It's Rarely Sunny On Hulu Anymore
Those online TV show streaming sites — they grow up so fast! Hulu, which Fox and NBC launched barely more than two years ago, has vaulted into the top echelon of streaming sites and red-rovered Disney and its property, ABC, on over.
But all is not well in Hululand, Wired reports, because the venerable “It’s Always Sunny in Philadelphia,” one of the site’s most popular shows, is no longer available on the site in full. Now the site will only carry the show’s five most recent episodes. Networks, cable companies and DVD distributors aren’t too fond of being made obsolete, so they’ve forced Hulu to engage in some technological c*ck-blocking.

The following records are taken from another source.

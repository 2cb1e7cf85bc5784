//! User-facing message texts.
//!
//! Users are Chinese speakers, so replies are in Chinese. All texts here are
//! plain; HTML replies are built by the handlers that send them.

pub const WELCOME: &str = "👋 你好！我是中文→老挝语翻译助手。\n\n\
点击「🔄 开启/关闭翻译」后，直接发送中文即可获得老挝语翻译。\n\
每天有免费翻译次数，每次最多翻译一小段文字。\n\n\
使用 /help 查看全部功能。";

pub const HELP: &str = "📖 使用说明\n\n\
• 🔄 开启/关闭翻译：打开后直接发送中文即可翻译\n\
• 👤 我的资料 或 /profile：查看剩余次数\n\
• 📜 翻译历史 或 /history：查看最近的翻译\n\
• 💬 意见反馈 或 /feedback：给我们留言\n\
• /cancel：取消正在等待的输入";

pub const GUIDANCE: &str = "ℹ️ 翻译功能当前未开启。请点击下方「🔄 开启/关闭翻译」按钮后再发送中文。";

pub const TRANSLATION_ON: &str = "✅ 翻译已开启，请直接发送中文。";
pub const TRANSLATION_OFF: &str = "⏸ 翻译已关闭。";

pub const QUOTA_EXHAUSTED: &str = "⛔ 今天的免费翻译次数已用完，请明天再来。";
pub const GENERIC_FAILURE: &str = "⚠️ 抱歉，服务暂时出现问题，请稍后再试。";
pub const AI_UNAVAILABLE: &str = "⚠️ 翻译服务尚未配置，请联系管理员。";

pub const ADMIN_DENIED: &str = "⛔ 你没有权限使用此命令。";
pub const ADMIN_LIMIT_PROMPT: &str = "✏️ 请输入：用户ID 次数（例如：123456789 5）";
pub const ADMIN_LIMIT_USAGE: &str = "用法：/admin_set_limit 用户ID 次数";
pub const ADMIN_BROADCAST_PROMPT: &str = "📢 请输入要群发的内容：";
pub const ADMIN_BROADCAST_USAGE: &str = "用法：/admin_broadcast 内容";

pub const FEEDBACK_PROMPT: &str = "💬 请直接输入你的意见或建议：";
pub const FEEDBACK_THANKS: &str = "🙏 谢谢你的反馈！";
pub const FEEDBACK_EMPTY: &str = "反馈内容不能为空。";

pub const HISTORY_EMPTY: &str = "📜 还没有翻译记录。";

pub const CANCELLED: &str = "已取消。";
pub const NOTHING_TO_CANCEL: &str = "当前没有需要取消的操作。";

pub fn too_long(max_chars: usize) -> String {
    format!("✂️ 每次最多翻译 {} 个字，请缩短后再发送。", max_chars)
}
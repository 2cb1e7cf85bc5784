//! User record model.
//!
//! One row per Telegram user: identity, remaining daily quota and trial days.

use chrono::NaiveDate;
use serde::{Deserialize, Serialize};

/// Persisted user row.
#[derive(Clone, Debug, PartialEq, Eq, Serialize, Deserialize)]
pub struct UserRecord {
    /// Telegram user ID.
    pub user_id: u64,
    /// Display name captured at creation time.
    pub display_name: String,
    /// Translations left for the current quota day.
    pub daily_quota_remaining: u32,
    /// Trial days left (tracked, not enforced).
    pub remaining_trial_days: u32,
    /// Date the user first talked to the bot.
    pub join_date: NaiveDate,
    /// Quota day that `daily_quota_remaining` belongs to.
    #[serde(default, skip_serializing_if = "Option::is_none")]
    pub quota_date: Option<NaiveDate>,
}

impl UserRecord {
    /// Create a fresh record for a first-time user.
    pub fn new(
        user_id: u64,
        display_name: impl Into<String>,
        quota: u32,
        trial_days: u32,
        today: NaiveDate,
    ) -> Self {
        Self {
            user_id,
            display_name: display_name.into(),
            daily_quota_remaining: quota,
            remaining_trial_days: trial_days,
            join_date: today,
            quota_date: Some(today),
        }
    }

    /// Roll the row over to `today` if it still belongs to an earlier quota day.
    ///
    /// Returns `true` when the record changed and must be written back.
    pub fn refresh_for_day(&mut self, today: NaiveDate, daily_quota: u32) -> bool {
        match self.quota_date {
            Some(day) if day >= today => false,
            previous => {
                self.daily_quota_remaining = daily_quota;
                if previous.is_some() {
                    self.remaining_trial_days = self.remaining_trial_days.saturating_sub(1);
                }
                self.quota_date = Some(today);
                true
            }
        }
    }
}
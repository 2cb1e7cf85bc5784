//! Per-user conversational state.
//!
//! Replaces loose global flags with one concurrent map keyed by user id,
//! handed to every handler through `AppState`. State is process-local and
//! lost on restart.

use std::sync::Arc;

use dashmap::DashMap;

/// One-shot input the bot is waiting for from a user.
#[derive(Debug, Clone, Copy, PartialEq, Eq)]
pub enum PendingInput {
    Feedback,
    AdminLimit,
    AdminBroadcast,
}

#[derive(Debug, Clone, Default)]
struct Session {
    translation_enabled: bool,
    pending: Option<PendingInput>,
}

#[derive(Clone, Default)]
pub struct SessionStore {
    sessions: Arc<DashMap<u64, Session>>,
}

impl SessionStore {
    pub fn new() -> Self {
        Self::default()
    }

    pub fn is_translation_enabled(&self, user_id: u64) -> bool {
        self.sessions
            .get(&user_id)
            .map(|s| s.translation_enabled)
            .unwrap_or(false)
    }

    /// Flip the translation switch and return the new state.
    pub fn toggle_translation(&self, user_id: u64) -> bool {
        let mut session = self.sessions.entry(user_id).or_default();
        session.translation_enabled = !session.translation_enabled;
        session.translation_enabled
    }

    /// Arm a one-shot input, replacing any previous one.
    pub fn expect_input(&self, user_id: u64, pending: PendingInput) {
        self.sessions.entry(user_id).or_default().pending = Some(pending);
    }

    /// Consume the pending input, if any.
    pub fn take_pending(&self, user_id: u64) -> Option<PendingInput> {
        self.sessions
            .get_mut(&user_id)
            .and_then(|mut s| s.pending.take())
    }

    /// Cancel a pending input without consuming it as data.
    pub fn clear_pending(&self, user_id: u64) -> bool {
        self.take_pending(user_id).is_some()
    }
}

#[cfg(test)]
mod tests {
    use super::*;

    #[test]
    fn test_translation_disabled_by_default() {
        let sessions = SessionStore::new();
        assert!(!sessions.is_translation_enabled(1));
    }

    #[test]
    fn test_toggle_twice_restores_state() {
        let sessions = SessionStore::new();

        assert!(sessions.toggle_translation(1));
        assert!(sessions.is_translation_enabled(1));
        assert!(!sessions.toggle_translation(1));
        assert!(!sessions.is_translation_enabled(1));

        // Other users are unaffected.
        assert!(!sessions.is_translation_enabled(2));
    }

    #[test]
    fn test_pending_input_is_one_shot() {
        let sessions = SessionStore::new();
        sessions.expect_input(1, PendingInput::Feedback);
        sessions.expect_input(1, PendingInput::AdminLimit);

        assert_eq!(sessions.take_pending(1), Some(PendingInput::AdminLimit));
        assert_eq!(sessions.take_pending(1), None);
        assert!(!sessions.clear_pending(1));
    }

    #[test]
    fn test_pending_does_not_touch_toggle() {
        let sessions = SessionStore::new();
        sessions.toggle_translation(1);
        sessions.expect_input(1, PendingInput::Feedback);
        sessions.take_pending(1);

        assert!(sessions.is_translation_enabled(1));
    }
}
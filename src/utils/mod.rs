//! Utility functions.
//!
//! Collection of helper functions used across the bot.

/// Escape text for Telegram HTML parse mode.
pub fn html_escape(s: &str) -> String {
    s.replace('&', "&amp;")
        .replace('<', "&lt;")
        .replace('>', "&gt;")
}

/// Length in characters, which is what the per-request limit counts.
pub fn char_len(s: &str) -> usize {
    s.chars().count()
}

/// Cut `s` to at most `max` characters, marking the cut with an ellipsis.
pub fn truncate_chars(s: &str, max: usize) -> String {
    if char_len(s) <= max {
        return s.to_string();
    }
    let mut out: String = s.chars().take(max.saturating_sub(1)).collect();
    out.push('…');
    out
}

/// Format a duration as hours and minutes in Chinese.
pub fn format_duration_zh(secs: u64) -> String {
    let hours = secs / 3600;
    let mins = (secs % 3600) / 60;
    match (hours, mins) {
        (0, 0) => "不到 1 分钟".to_string(),
        (0, m) => format!("{} 分钟", m),
        (h, 0) => format!("{} 小时", h),
        (h, m) => format!("{} 小时 {} 分钟", h, m),
    }
}

#[cfg(test)]
mod tests {
    use super::*;

    #[test]
    fn test_html_escape() {
        assert_eq!(html_escape("<b>&</b>"), "&lt;b&gt;&amp;&lt;/b&gt;");
    }

    #[test]
    fn test_char_len_counts_chinese_as_one() {
        assert_eq!(char_len("你好世界"), 4);
        assert_eq!(char_len("ສະບາຍດີ"), 7);
    }

    #[test]
    fn test_truncate_chars() {
        assert_eq!(truncate_chars("你好", 5), "你好");
        assert_eq!(truncate_chars("一二三四五六", 4), "一二三…");
    }

    #[test]
    fn test_format_duration_zh() {
        assert_eq!(format_duration_zh(30), "不到 1 分钟");
        assert_eq!(format_duration_zh(3600), "1 小时");
        assert_eq!(format_duration_zh(3660), "1 小时 1 分钟");
        assert_eq!(format_duration_zh(600), "10 分钟");
    }
}
//! Database model exports.

pub mod history;
pub mod user;

pub use history::HistoryRecord;
pub use user::UserRecord;
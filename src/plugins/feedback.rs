//! Feedback plugin.
//!
//! /feedback with text submits it directly; without text (or via the menu
//! button) the next message is taken as feedback.

use teloxide::prelude::*;
use teloxide::types::{ParseMode, User};
use tracing::{info, warn};

use crate::bot::{AppState, ThrottledBot};
use crate::session::PendingInput;
use crate::texts;
use crate::utils::html_escape;

/// Handle /feedback [text].
pub async fn feedback_command(
    bot: ThrottledBot,
    msg: Message,
    state: AppState,
    text: String,
) -> anyhow::Result<()> {
    let Some(user) = msg.from.as_ref() else {
        return Ok(());
    };

    if text.trim().is_empty() {
        state.sessions.expect_input(user.id.0, PendingInput::Feedback);
        bot.send_message(msg.chat.id, texts::FEEDBACK_PROMPT).await?;
        return Ok(());
    }

    submit(&bot, &msg, &state, &text).await
}

/// Forward feedback to every admin and thank the sender.
pub async fn submit(
    bot: &ThrottledBot,
    msg: &Message,
    state: &AppState,
    text: &str,
) -> anyhow::Result<()> {
    let Some(user) = msg.from.as_ref() else {
        return Ok(());
    };

    let text = text.trim();
    if text.is_empty() {
        bot.send_message(msg.chat.id, texts::FEEDBACK_EMPTY).await?;
        return Ok(());
    }

    info!("Feedback from {}: {} chars", user.id, text.chars().count());

    let report = feedback_report(user, text);
    for admin_id in state.admins.ids() {
        if let Err(e) = bot
            .send_message(ChatId(admin_id as i64), report.clone())
            .parse_mode(ParseMode::Html)
            .await
        {
            warn!("Failed to forward feedback to admin {}: {}", admin_id, e);
        }
    }

    bot.send_message(msg.chat.id, texts::FEEDBACK_THANKS).await?;
    Ok(())
}

fn feedback_report(user: &User, text: &str) -> String {
    let username = user
        .username
        .as_deref()
        .map(|u| format!(" @{}", u))
        .unwrap_or_default();

    format!(
        "💬 <b>新反馈</b>\n来自：{}{} (<code>{}</code>)\n\n{}",
        html_escape(&user.full_name()),
        html_escape(&username),
        user.id,
        html_escape(text)
    )
}

#[cfg(test)]
mod tests {
    use super::*;

    #[test]
    fn test_feedback_report() {
        let user = User {
            id: UserId(7),
            is_bot: false,
            first_name: "Ana".to_string(),
            last_name: None,
            username: Some("ana".to_string()),
            language_code: None,
            is_premium: false,
            added_to_attachment_menu: false,
        };

        let report = feedback_report(&user, "太慢了 <_<");
        assert!(report.contains("Ana @ana (<code>7</code>)"));
        assert!(report.ends_with("太慢了 &lt;_&lt;"));
    }
}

It’s not hard to see what’s at work here. If cable and satellite operators are threatened by your ability to watch free shows on your computer, imagine how they feel about letting you watch free shows on your TV. What if people decide they can do without those expensive bundles of programming? Of course, companies like Comcast and Time Warner Cable don’t even begin to replicate Hulu’s breadth – its readiness to stream every episode of every series it can get its hands on – or its ease of use. The BitTorrent sites aren’t exactly a breeze, but at least they let you get what you want.
[Hulu CEO Jason] Kilar, a longtime Amazon exec, knows what the Internet is teaching audiences to expect: The ability to watch any show, day or night. And he’s adept at explaining this new reality in a way that emphasizes its potential. “This is a tectonic shift,” he told me when I profiled Hulu last year for Wired, “and what it does is allow network heads to find the audience they always should have had but couldn’t reach.” But not everybody sees it that way.
Day Man, fighter of the Night Man, would not approve.
Hulu, a Victim of Its Own Success? [Wired, via Movie City News]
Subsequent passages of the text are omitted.